• [Source information]:
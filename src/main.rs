use std::sync::Arc;

use clap::{Args, Parser, Subcommand, ValueEnum};
use inkspire::ai::AiDialog;
use inkspire::api::{BoardApi, HttpApi};
use inkspire::boards::{BoardDraft, BoardList};
use inkspire::canvas::CanvasController;
use inkspire::config::ClientConfig;
use inkspire::error::{AiError, ApiError, BoardsError, CanvasError};
use inkspire::model::{BoardPatch, ElementPatch, Position, ShapeKind};
use inkspire::tool::Tool;
use serde::Serialize;
use tracing_subscriber::EnvFilter;

#[derive(Debug, thiserror::Error)]
enum CliError {
    #[error(transparent)]
    Api(#[from] ApiError),
    #[error(transparent)]
    Canvas(#[from] CanvasError),
    #[error(transparent)]
    Boards(#[from] BoardsError),
    #[error(transparent)]
    Ai(#[from] AiError),
    #[error("invalid JSON payload: {0}")]
    InvalidJson(#[from] serde_json::Error),
    #[error("image elements need --url")]
    MissingImageUrl,
    #[error("nothing to update; pass --title or --description")]
    EmptyPatch,
    #[error("refusing to delete board {0} without --yes")]
    NotConfirmed(String),
    #[error("no element was created")]
    NothingCreated,
}

#[derive(Parser, Debug)]
#[command(name = "inkspire", about = "InkSpire board API client")]
struct Cli {
    /// Backend origin. Falls back to NEXT_PUBLIC_API_URL, then localhost.
    #[arg(long, env = "INKSPIRE_API_URL")]
    api_url: Option<String>,

    #[command(subcommand)]
    command: Command,
}

#[derive(Subcommand, Debug)]
enum Command {
    Board(BoardCommand),
    Element(ElementCommand),
    Ai(AiCommand),
}

#[derive(Args, Debug)]
struct BoardCommand {
    #[command(subcommand)]
    command: BoardSubcommand,
}

#[derive(Subcommand, Debug)]
enum BoardSubcommand {
    List,
    Show {
        board_id: String,
    },
    Create {
        #[arg(long)]
        title: String,
        #[arg(long)]
        description: Option<String>,
    },
    Update {
        board_id: String,
        #[arg(long)]
        title: Option<String>,
        #[arg(long)]
        description: Option<String>,
    },
    Delete {
        board_id: String,
        #[arg(long, default_value_t = false)]
        yes: bool,
    },
}

#[derive(Args, Debug)]
struct ElementCommand {
    #[command(subcommand)]
    command: ElementSubcommand,
}

#[derive(Clone, Copy, Debug, ValueEnum)]
enum ElementKind {
    Sticky,
    Shape,
    Text,
    Image,
}

#[derive(Subcommand, Debug)]
enum ElementSubcommand {
    List {
        board_id: String,
    },
    Add {
        board_id: String,
        #[arg(long, value_enum)]
        kind: ElementKind,
        #[arg(long, value_parser = parse_shape, default_value = "rectangle")]
        shape: ShapeKind,
        #[arg(long, default_value_t = 0.0)]
        x: f64,
        #[arg(long, default_value_t = 0.0)]
        y: f64,
        #[arg(long)]
        url: Option<String>,
    },
    Move {
        element_id: String,
        #[arg(long)]
        x: f64,
        #[arg(long)]
        y: f64,
    },
    Delete {
        element_id: String,
    },
}

#[derive(Args, Debug)]
struct AiCommand {
    #[command(subcommand)]
    command: AiSubcommand,
}

#[derive(Subcommand, Debug)]
enum AiSubcommand {
    Generate { board_id: String, text: String },
    Analyze { board_id: String },
}

fn parse_shape(raw: &str) -> Result<ShapeKind, String> {
    ShapeKind::parse(raw).ok_or_else(|| {
        let known: Vec<&str> = ShapeKind::ALL.iter().map(|k| k.as_str()).collect();
        format!("unknown shape `{raw}`; expected one of {}", known.join(", "))
    })
}

#[tokio::main]
async fn main() -> Result<(), CliError> {
    dotenvy::dotenv().ok();
    tracing_subscriber::fmt()
        .with_env_filter(EnvFilter::try_from_default_env().unwrap_or_else(|_| EnvFilter::new("inkspire=info")))
        .with_writer(std::io::stderr)
        .init();

    let cli = Cli::parse();
    let mut config = ClientConfig::from_env();
    if let Some(url) = &cli.api_url {
        config = config.with_api_url(url);
    }
    let api: Arc<dyn BoardApi> = Arc::new(HttpApi::new(&config)?);

    match cli.command {
        Command::Board(board) => run_board(api, board).await,
        Command::Element(element) => run_element(api, &config, element).await,
        Command::Ai(ai) => run_ai(api, ai).await,
    }
}

async fn run_board(api: Arc<dyn BoardApi>, board: BoardCommand) -> Result<(), CliError> {
    match board.command {
        BoardSubcommand::List => print_json(&api.list_boards().await?),
        BoardSubcommand::Show { board_id } => print_json(&api.get_board(&board_id).await?),
        BoardSubcommand::Create { title, description } => {
            let mut boards = BoardList::new(api);
            boards.draft = BoardDraft { title, description: description.unwrap_or_default() };
            print_json(&boards.create().await?)
        }
        BoardSubcommand::Update { board_id, title, description } => {
            let patch = BoardPatch { title, description };
            if patch.is_empty() {
                return Err(CliError::EmptyPatch);
            }
            let mut boards = BoardList::new(api);
            print_json(&boards.rename(&board_id, &patch).await?)
        }
        BoardSubcommand::Delete { board_id, yes } => {
            let mut boards = BoardList::new(api);
            if !boards.delete(&board_id, yes).await? {
                return Err(CliError::NotConfirmed(board_id));
            }
            print_json(&serde_json::json!({ "deleted": board_id }))
        }
    }
}

async fn run_element(api: Arc<dyn BoardApi>, config: &ClientConfig, element: ElementCommand) -> Result<(), CliError> {
    match element.command {
        ElementSubcommand::List { board_id } => print_json(&api.list_elements(&board_id).await?),
        ElementSubcommand::Add { board_id, kind, shape, x, y, url } => {
            let at = Position::new(x, y);
            let mut canvas = CanvasController::new(api, &board_id, config);
            canvas.load().await?;

            let created = match kind {
                ElementKind::Image => {
                    let url = url.ok_or(CliError::MissingImageUrl)?;
                    Some(canvas.create_image(&url, at).await?)
                }
                ElementKind::Sticky => {
                    canvas.set_tool(Tool::Sticky);
                    canvas.create_at(at).await?
                }
                ElementKind::Text => {
                    canvas.set_tool(Tool::Text);
                    canvas.create_at(at).await?
                }
                ElementKind::Shape => {
                    canvas.set_shape(shape);
                    canvas.create_at(at).await?
                }
            };
            print_json(&created.ok_or(CliError::NothingCreated)?)
        }
        ElementSubcommand::Move { element_id, x, y } => {
            let patch = ElementPatch::position(Position::new(x, y));
            print_json(&api.update_element(&element_id, &patch).await?)
        }
        ElementSubcommand::Delete { element_id } => {
            api.delete_element(&element_id).await?;
            print_json(&serde_json::json!({ "deleted": element_id }))
        }
    }
}

async fn run_ai(api: Arc<dyn BoardApi>, ai: AiCommand) -> Result<(), CliError> {
    match ai.command {
        AiSubcommand::Generate { board_id, text } => {
            let mut dialog = AiDialog::new(api, &board_id);
            dialog.prompt = text;
            print_json(&dialog.generate().await?)
        }
        AiSubcommand::Analyze { board_id } => {
            let mut dialog = AiDialog::new(api, &board_id);
            print_json(dialog.analyze().await?)
        }
    }
}

fn print_json<T: Serialize + ?Sized>(value: &T) -> Result<(), CliError> {
    let rendered = serde_json::to_string_pretty(value)?;
    println!("{rendered}");
    Ok(())
}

• [Work task]:
Output the records in full, keeping them exactly as they are.

• [Answer for the task]:
filename src/main.rs
use std::sync::Arc;

use clap::{Args, Parser, Subcommand, ValueEnum};
use inkspire::ai::AiDialog;
use inkspire::api::{BoardApi, HttpApi};
use inkspire::boards::{BoardDraft, BoardList};
use inkspire::canvas::CanvasController;
use inkspire::config::ClientConfig;
use inkspire::error::{AiError, ApiError, BoardsError, CanvasError};
use inkspire::model::{BoardPatch, ElementPatch, Position, ShapeKind};
use inkspire::tool::Tool;
use serde::Serialize;
use tracing_subscriber::EnvFilter;

#[derive(Debug, thiserror::Error)]
enum CliError {
    #[error(transparent)]
    Api(#[from] ApiError),
    #[error(transparent)]
    Canvas(#[from] CanvasError),
    #[error(transparent)]
    Boards(#[from] BoardsError),
    #[error(transparent)]
    Ai(#[from] AiError),
    #[error("invalid JSON payload: {0}")]
    InvalidJson(#[from] serde_json::Error),
    #[error("image elements need --url")]
    MissingImageUrl,
    #[error("nothing to update; pass --title or --description")]
    EmptyPatch,
    #[error("refusing to delete board {0} without --yes")]
    NotConfirmed(String),
    #[error("no element was created")]
    NothingCreated,
}

#[derive(Parser, Debug)]
#[command(name = "inkspire", about = "InkSpire board API client")]
struct Cli {
    /// Backend origin. Falls back to NEXT_PUBLIC_API_URL, then localhost.
    #[arg(long, env = "INKSPIRE_API_URL")]
    api_url: Option<String>,

    #[command(subcommand)]
    command: Command,
}

#[derive(Subcommand, Debug)]
enum Command {
    Board(BoardCommand),
    Element(ElementCommand),
    Ai(AiCommand),
}

#[derive(Args, Debug)]
struct BoardCommand {
    #[command(subcommand)]
    command: BoardSubcommand,
}

#[derive(Subcommand, Debug)]
enum BoardSubcommand {
    List,
    Show {
        board_id: String,
    },
    Create {
        #[arg(long)]
        title: String,
        #[arg(long)]
        description: Option<String>,
    },
    Update {
        board_id: String,
        #[arg(long)]
        title: Option<String>,
        #[arg(long)]
        description: Option<String>,
    },
    Delete {
        board_id: String,
        #[arg(long, default_value_t = false)]
        yes: bool,
    },
}

#[derive(Args, Debug)]
struct ElementCommand {
    #[command(subcommand)]
    command: ElementSubcommand,
}

#[derive(Clone, Copy, Debug, ValueEnum)]
enum ElementKind {
    Sticky,
    Shape,
    Text,
    Image,
}

#[derive(Subcommand, Debug)]
enum ElementSubcommand {
    List {
        board_id: String,
    },
    Add {
        board_id: String,
        #[arg(long, value_enum)]
        kind: ElementKind,
        #[arg(long, value_parser = parse_shape, default_value = "rectangle")]
        shape: ShapeKind,
        #[arg(long, default_value_t = 0.0)]
        x: f64,
        #[arg(long, default_value_t = 0.0)]
        y: f64,
        #[arg(long)]
        url: Option<String>,
    },
    Move {
        element_id: String,
        #[arg(long)]
        x: f64,
        #[arg(long)]
        y: f64,
    },
    Delete {
        element_id: String,
    },
}

#[derive(Args, Debug)]
struct AiCommand {
    #[command(subcommand)]
    command: AiSubcommand,
}

#[derive(Subcommand, Debug)]
enum AiSubcommand {
    Generate { board_id: String, text: String },
    Analyze { board_id: String },
}

fn parse_shape(raw: &str) -> Result<ShapeKind, String> {
    ShapeKind::parse(raw).ok_or_else(|| {
        let known: Vec<&str> = ShapeKind::ALL.iter().map(|k| k.as_str()).collect();
        format!("unknown shape `{raw}`; expected one of {}", known.join(", "))
    })
}

#[tokio::main]
async fn main() -> Result<(), CliError> {
    dotenvy::dotenv().ok();
    tracing_subscriber::fmt()
        .with_env_filter(EnvFilter::try_from_default_env().unwrap_or_else(|_| EnvFilter::new("inkspire=info")))
        .with_writer(std::io::stderr)
        .init();

    let cli = Cli::parse();
    let mut config = ClientConfig::from_env();
    if let Some(url) = &cli.api_url {
        config = config.with_api_url(url);
    }
    let api: Arc<dyn BoardApi> = Arc::new(HttpApi::new(&config)?);

    match cli.command {
        Command::Board(board) => run_board(api, board).await,
        Command::Element(element) => run_element(api, &config, element).await,
        Command::Ai(ai) => run_ai(api, ai).await,
    }
}

async fn run_board(api: Arc<dyn BoardApi>, board: BoardCommand) -> Result<(), CliError> {
    match board.command {
        BoardSubcommand::List => print_json(&api.list_boards().await?),
        BoardSubcommand::Show { board_id } => print_json(&api.get_board(&board_id).await?),
        BoardSubcommand::Create { title, description } => {
            let mut boards = BoardList::new(api);
            boards.draft = BoardDraft { title, description: description.unwrap_or_default() };
            print_json(&boards.create().await?)
        }
        BoardSubcommand::Update { board_id, title, description } => {
            let patch = BoardPatch { title, description };
            if patch.is_empty() {
                return Err(CliError::EmptyPatch);
            }
            let mut boards = BoardList::new(api);
            print_json(&boards.rename(&board_id, &patch).await?)
        }
        BoardSubcommand::Delete { board_id, yes } => {
            let mut boards = BoardList::new(api);
            if !boards.delete(&board_id, yes).await? {
                return Err(CliError::NotConfirmed(board_id));
            }
            print_json(&serde_json::json!({ "deleted": board_id }))
        }
    }
}

async fn run_element(api: Arc<dyn BoardApi>, config: &ClientConfig, element: ElementCommand) -> Result<(), CliError> {
    match element.command {
        ElementSubcommand::List { board_id } => print_json(&api.list_elements(&board_id).await?),
        ElementSubcommand::Add { board_id, kind, shape, x, y, url } => {
            let at = Position::new(x, y);
            let mut canvas = CanvasController::new(api, &board_id, config);
            canvas.load().await?;

            let created = match kind {
                ElementKind::Image => {
                    let url = url.ok_or(CliError::MissingImageUrl)?;
                    Some(canvas.create_image(&url, at).await?)
                }
                ElementKind::Sticky => {
                    canvas.set_tool(Tool::Sticky);
                    canvas.create_at(at).await?
                }
                ElementKind::Text => {
                    canvas.set_tool(Tool::Text);
                    canvas.create_at(at).await?
                }
                ElementKind::Shape => {
                    canvas.set_shape(shape);
                    canvas.create_at(at).await?
                }
            };
            print_json(&created.ok_or(CliError::NothingCreated)?)
        }
        ElementSubcommand::Move { element_id, x, y } => {
            let patch = ElementPatch::position(Position::new(x, y));
            print_json(&api.update_element(&element_id, &patch).await?)
        }
        ElementSubcommand::Delete { element_id } => {
            api.delete_element(&element_id).await?;
            print_json(&serde_json::json!({ "deleted": element_id }))
        }
    }
}

async fn run_ai(api: Arc<dyn BoardApi>, ai: AiCommand) -> Result<(), CliError> {
    match ai.command {
        AiSubcommand::Generate { board_id, text } => {
            let mut dialog = AiDialog::new(api, &board_id);
            dialog.prompt = text;
            print_json(&dialog.generate().await?)
        }
        AiSubcommand::Analyze { board_id } => {
            let mut dialog = AiDialog::new(api, &board_id);
            print_json(dialog.analyze().await?)
        }
    }
}

fn print_json<T: Serialize + ?Sized>(value: &T) -> Result<(), CliError> {
    let rendered = serde_json::to_string_pretty(value)?;
    println!("{rendered}");
    Ok(())
}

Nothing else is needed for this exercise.